Stored data entries:
——————————

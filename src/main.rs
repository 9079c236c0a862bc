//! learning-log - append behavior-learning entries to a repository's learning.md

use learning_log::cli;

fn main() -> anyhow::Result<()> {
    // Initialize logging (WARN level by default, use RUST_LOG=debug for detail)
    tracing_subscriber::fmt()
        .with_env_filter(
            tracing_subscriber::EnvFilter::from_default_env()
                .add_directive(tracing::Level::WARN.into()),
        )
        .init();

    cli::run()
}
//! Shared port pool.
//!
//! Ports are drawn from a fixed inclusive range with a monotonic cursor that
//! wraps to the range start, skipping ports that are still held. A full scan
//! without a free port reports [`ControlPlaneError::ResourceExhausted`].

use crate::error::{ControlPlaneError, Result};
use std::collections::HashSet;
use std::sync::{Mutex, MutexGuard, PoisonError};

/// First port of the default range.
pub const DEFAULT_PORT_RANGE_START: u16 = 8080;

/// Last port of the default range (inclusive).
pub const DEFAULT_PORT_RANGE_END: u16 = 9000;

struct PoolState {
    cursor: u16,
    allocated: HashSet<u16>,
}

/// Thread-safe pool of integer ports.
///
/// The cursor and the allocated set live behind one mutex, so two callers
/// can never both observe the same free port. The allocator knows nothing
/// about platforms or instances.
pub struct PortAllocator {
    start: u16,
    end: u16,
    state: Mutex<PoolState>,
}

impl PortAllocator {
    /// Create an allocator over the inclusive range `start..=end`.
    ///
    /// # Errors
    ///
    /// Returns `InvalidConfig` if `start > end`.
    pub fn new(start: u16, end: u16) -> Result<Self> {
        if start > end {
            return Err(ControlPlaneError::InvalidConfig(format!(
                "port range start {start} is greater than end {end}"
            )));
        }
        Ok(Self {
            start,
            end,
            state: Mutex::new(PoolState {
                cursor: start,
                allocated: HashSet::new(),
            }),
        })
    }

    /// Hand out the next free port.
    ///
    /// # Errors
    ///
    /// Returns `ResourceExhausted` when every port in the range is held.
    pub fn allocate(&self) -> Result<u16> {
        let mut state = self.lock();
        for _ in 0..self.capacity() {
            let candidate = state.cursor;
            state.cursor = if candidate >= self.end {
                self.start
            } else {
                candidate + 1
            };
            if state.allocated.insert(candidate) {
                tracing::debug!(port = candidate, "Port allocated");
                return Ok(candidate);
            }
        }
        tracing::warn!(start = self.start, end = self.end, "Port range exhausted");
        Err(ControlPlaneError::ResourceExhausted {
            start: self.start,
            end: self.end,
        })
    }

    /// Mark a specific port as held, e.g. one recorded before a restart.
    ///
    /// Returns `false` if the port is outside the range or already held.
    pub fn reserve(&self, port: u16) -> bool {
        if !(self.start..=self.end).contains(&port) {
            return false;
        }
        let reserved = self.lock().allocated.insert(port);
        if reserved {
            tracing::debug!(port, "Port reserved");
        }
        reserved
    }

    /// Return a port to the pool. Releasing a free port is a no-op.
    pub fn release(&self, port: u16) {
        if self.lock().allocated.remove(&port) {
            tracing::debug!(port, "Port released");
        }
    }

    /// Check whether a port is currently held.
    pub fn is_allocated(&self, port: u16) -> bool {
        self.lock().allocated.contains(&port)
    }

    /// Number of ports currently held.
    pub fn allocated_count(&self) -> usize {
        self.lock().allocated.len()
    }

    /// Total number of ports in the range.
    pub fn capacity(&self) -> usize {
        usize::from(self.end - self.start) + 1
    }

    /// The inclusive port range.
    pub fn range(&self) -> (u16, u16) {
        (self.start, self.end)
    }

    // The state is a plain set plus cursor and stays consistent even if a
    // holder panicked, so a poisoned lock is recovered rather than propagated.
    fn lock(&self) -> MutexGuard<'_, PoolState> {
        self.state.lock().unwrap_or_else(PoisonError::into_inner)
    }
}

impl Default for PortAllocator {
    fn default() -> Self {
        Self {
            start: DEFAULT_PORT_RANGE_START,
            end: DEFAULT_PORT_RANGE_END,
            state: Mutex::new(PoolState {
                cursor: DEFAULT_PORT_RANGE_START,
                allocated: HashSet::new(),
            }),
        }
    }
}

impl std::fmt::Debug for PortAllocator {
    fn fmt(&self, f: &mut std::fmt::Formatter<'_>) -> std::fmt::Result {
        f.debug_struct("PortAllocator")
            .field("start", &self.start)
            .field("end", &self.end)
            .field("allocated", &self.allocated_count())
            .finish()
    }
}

——————————

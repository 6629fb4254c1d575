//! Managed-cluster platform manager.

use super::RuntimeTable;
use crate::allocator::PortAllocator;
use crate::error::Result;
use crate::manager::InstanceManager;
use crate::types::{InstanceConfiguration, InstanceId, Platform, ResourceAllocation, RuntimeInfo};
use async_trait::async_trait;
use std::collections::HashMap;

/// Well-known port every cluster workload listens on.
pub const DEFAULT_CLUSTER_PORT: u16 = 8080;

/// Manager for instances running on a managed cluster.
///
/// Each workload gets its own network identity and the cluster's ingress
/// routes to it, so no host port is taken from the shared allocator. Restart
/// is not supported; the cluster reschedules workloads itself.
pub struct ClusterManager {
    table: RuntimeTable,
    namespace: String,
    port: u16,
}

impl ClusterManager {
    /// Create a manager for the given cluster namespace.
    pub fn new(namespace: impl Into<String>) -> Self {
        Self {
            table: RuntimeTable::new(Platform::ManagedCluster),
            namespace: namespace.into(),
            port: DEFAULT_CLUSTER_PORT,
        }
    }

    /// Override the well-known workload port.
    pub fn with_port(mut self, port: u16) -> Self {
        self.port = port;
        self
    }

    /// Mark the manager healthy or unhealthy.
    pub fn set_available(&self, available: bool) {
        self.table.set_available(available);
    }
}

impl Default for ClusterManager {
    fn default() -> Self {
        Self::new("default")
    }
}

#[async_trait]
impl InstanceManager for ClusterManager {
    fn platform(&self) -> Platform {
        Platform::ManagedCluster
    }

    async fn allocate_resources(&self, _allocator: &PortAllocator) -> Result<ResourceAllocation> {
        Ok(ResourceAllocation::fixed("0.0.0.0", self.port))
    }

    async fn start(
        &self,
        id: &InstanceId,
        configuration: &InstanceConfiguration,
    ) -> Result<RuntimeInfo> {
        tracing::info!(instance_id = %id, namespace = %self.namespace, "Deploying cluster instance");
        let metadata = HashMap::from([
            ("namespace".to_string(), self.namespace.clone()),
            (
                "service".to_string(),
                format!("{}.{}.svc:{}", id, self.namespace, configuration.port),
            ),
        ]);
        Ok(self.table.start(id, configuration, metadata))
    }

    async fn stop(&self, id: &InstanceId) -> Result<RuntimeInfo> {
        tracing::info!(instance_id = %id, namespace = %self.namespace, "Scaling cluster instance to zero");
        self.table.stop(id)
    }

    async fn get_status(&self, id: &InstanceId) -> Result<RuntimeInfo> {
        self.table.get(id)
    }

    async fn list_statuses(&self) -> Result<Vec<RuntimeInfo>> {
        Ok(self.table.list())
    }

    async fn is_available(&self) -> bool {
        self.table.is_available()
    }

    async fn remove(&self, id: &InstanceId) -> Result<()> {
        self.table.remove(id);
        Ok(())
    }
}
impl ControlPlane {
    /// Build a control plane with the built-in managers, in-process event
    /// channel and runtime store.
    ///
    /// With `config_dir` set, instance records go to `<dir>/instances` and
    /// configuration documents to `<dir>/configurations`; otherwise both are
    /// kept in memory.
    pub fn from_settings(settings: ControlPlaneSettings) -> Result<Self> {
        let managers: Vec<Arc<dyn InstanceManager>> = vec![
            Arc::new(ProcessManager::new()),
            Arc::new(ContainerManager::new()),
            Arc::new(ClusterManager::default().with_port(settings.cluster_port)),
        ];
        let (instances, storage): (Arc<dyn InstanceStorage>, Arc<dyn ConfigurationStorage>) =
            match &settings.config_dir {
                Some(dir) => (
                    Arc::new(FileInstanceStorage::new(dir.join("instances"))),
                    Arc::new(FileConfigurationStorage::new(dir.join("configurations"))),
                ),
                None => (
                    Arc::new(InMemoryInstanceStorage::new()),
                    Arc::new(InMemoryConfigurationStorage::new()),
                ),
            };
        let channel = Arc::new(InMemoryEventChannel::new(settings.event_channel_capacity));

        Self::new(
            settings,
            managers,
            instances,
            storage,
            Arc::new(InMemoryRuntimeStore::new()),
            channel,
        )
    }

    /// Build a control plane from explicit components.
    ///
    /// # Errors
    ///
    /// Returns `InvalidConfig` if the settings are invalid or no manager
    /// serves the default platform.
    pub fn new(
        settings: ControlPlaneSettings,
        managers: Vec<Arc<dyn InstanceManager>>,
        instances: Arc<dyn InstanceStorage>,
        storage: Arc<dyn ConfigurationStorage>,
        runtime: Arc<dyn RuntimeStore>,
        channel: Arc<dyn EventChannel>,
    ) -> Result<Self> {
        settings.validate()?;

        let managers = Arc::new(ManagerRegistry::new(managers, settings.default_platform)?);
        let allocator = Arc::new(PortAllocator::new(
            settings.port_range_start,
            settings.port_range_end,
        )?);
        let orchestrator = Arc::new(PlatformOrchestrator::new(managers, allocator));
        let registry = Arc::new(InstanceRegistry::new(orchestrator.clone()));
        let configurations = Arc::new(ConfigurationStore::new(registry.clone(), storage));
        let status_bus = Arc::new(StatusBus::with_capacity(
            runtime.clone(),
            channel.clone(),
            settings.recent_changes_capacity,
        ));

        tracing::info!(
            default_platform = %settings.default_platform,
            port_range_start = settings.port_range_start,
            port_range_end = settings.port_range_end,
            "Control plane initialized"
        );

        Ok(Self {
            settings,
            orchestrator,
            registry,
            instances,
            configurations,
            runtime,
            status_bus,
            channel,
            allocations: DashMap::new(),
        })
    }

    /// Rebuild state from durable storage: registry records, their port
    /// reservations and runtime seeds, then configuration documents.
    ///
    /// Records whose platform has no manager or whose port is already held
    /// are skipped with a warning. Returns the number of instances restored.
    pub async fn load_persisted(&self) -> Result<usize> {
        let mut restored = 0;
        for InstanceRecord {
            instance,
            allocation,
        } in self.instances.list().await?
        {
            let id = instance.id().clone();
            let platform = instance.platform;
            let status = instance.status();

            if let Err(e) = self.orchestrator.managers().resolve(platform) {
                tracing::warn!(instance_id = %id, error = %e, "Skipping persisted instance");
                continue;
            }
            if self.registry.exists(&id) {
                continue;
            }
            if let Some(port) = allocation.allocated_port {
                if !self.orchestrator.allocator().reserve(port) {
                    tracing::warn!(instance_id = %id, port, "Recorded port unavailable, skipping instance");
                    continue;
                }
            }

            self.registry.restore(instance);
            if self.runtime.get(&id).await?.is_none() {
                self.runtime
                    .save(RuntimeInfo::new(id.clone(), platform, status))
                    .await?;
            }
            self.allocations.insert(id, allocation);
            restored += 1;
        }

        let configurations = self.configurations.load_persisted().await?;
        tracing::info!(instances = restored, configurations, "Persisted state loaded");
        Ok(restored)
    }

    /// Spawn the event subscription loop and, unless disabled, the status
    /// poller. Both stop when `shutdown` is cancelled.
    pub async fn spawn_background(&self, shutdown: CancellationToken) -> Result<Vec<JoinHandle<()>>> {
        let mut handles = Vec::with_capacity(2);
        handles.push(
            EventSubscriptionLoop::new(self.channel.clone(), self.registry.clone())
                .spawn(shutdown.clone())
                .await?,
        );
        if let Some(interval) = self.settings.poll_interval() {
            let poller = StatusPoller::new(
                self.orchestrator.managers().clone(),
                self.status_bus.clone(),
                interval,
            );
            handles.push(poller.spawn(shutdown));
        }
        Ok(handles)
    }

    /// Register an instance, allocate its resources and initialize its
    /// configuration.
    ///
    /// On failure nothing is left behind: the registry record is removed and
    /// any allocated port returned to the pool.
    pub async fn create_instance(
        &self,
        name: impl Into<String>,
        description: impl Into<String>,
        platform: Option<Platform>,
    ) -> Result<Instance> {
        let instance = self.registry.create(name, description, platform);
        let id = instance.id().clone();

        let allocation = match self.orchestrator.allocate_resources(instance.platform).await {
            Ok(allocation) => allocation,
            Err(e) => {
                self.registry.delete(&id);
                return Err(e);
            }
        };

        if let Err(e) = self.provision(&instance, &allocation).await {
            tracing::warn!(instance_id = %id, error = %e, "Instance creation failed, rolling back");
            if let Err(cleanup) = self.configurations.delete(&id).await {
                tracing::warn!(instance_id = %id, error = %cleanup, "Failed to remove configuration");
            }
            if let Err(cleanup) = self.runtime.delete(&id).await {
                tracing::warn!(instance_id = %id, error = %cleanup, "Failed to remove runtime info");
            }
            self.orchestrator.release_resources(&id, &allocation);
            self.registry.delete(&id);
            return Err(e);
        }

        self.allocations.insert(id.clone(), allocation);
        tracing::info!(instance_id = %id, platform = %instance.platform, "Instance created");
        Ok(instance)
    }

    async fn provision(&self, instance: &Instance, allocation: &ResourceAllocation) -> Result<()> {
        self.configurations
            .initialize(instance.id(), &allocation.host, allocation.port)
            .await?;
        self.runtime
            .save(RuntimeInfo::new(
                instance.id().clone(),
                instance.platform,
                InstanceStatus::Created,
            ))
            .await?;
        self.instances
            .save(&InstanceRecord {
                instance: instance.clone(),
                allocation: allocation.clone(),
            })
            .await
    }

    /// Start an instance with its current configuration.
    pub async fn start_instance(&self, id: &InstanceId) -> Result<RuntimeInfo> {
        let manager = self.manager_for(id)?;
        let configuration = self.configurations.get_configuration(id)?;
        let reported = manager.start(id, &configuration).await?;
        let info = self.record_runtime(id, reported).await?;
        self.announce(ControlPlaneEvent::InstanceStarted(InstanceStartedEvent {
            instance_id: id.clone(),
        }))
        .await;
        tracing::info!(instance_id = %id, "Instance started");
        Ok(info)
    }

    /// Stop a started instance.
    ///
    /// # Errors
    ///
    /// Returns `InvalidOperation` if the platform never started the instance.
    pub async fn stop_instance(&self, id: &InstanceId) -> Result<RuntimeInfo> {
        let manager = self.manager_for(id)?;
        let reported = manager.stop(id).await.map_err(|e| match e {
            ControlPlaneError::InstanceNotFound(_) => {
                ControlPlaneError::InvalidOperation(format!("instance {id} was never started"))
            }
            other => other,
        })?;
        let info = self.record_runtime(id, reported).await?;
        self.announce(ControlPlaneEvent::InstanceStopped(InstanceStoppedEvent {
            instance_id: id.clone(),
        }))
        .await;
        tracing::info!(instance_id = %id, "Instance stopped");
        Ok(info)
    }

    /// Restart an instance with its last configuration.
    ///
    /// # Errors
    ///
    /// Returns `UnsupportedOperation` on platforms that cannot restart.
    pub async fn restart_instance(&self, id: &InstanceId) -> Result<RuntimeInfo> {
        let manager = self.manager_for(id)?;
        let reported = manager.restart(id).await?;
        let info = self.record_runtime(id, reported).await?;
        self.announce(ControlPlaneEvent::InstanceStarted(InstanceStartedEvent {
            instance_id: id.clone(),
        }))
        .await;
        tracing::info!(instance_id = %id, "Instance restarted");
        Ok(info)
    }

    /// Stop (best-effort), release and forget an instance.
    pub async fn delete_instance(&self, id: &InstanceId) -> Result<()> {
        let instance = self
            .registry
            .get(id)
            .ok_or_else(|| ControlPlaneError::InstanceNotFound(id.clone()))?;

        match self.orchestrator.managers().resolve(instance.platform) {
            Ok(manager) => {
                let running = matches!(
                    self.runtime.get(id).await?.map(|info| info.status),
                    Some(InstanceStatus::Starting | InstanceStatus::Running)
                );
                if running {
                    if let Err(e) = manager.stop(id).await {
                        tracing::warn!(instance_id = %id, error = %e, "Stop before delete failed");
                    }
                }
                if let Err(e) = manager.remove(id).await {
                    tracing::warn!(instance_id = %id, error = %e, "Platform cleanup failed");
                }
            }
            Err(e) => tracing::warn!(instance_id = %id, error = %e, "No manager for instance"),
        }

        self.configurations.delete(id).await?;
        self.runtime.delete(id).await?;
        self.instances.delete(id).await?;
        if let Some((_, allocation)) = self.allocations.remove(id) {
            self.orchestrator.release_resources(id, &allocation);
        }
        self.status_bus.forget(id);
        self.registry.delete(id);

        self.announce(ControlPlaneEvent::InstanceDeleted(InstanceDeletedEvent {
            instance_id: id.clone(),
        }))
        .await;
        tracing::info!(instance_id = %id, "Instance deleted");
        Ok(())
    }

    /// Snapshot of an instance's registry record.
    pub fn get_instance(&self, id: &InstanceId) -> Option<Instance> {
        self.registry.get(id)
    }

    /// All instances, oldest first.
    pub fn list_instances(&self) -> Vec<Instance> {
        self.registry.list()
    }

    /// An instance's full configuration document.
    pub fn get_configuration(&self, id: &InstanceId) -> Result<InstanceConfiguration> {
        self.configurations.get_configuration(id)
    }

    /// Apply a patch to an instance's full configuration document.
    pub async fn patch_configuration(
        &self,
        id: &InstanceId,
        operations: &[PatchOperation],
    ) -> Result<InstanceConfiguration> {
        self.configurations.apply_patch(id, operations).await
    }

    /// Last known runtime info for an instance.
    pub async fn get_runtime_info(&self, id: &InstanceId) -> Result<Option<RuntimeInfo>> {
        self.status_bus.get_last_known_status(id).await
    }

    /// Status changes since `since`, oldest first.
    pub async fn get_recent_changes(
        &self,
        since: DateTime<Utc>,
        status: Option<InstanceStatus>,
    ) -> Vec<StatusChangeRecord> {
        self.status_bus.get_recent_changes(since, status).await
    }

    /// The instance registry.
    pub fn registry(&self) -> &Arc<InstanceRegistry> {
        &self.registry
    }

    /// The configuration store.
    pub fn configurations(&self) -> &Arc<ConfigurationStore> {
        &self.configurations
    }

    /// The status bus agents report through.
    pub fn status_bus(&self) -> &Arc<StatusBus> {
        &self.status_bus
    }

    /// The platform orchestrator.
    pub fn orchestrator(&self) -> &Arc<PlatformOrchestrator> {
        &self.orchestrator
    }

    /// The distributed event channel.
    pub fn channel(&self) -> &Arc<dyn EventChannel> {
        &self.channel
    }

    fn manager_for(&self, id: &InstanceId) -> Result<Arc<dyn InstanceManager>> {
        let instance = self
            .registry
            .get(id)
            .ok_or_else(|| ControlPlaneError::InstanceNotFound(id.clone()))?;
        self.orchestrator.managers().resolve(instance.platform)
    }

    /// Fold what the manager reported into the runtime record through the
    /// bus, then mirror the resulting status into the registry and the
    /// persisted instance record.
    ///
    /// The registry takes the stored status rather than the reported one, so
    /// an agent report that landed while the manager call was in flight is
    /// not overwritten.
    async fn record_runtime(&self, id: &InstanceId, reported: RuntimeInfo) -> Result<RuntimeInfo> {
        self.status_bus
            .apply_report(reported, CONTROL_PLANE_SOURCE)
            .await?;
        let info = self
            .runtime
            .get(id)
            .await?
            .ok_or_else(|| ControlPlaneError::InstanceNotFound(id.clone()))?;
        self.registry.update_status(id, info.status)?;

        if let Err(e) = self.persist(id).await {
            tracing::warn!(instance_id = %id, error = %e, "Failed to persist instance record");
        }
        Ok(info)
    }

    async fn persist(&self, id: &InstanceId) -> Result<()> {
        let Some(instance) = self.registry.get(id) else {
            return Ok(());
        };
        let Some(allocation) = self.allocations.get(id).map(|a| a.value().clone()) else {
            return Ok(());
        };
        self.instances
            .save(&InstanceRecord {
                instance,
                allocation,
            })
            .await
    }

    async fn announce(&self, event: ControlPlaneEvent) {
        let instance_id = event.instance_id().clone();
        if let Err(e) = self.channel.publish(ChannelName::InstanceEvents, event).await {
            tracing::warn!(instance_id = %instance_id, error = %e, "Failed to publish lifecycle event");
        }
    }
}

——————————

YOUR TASK >>
Determine how many lines above contain "operations" as a word or string. Give the number alone.

ANSWER TO THE PROBLEM >>
2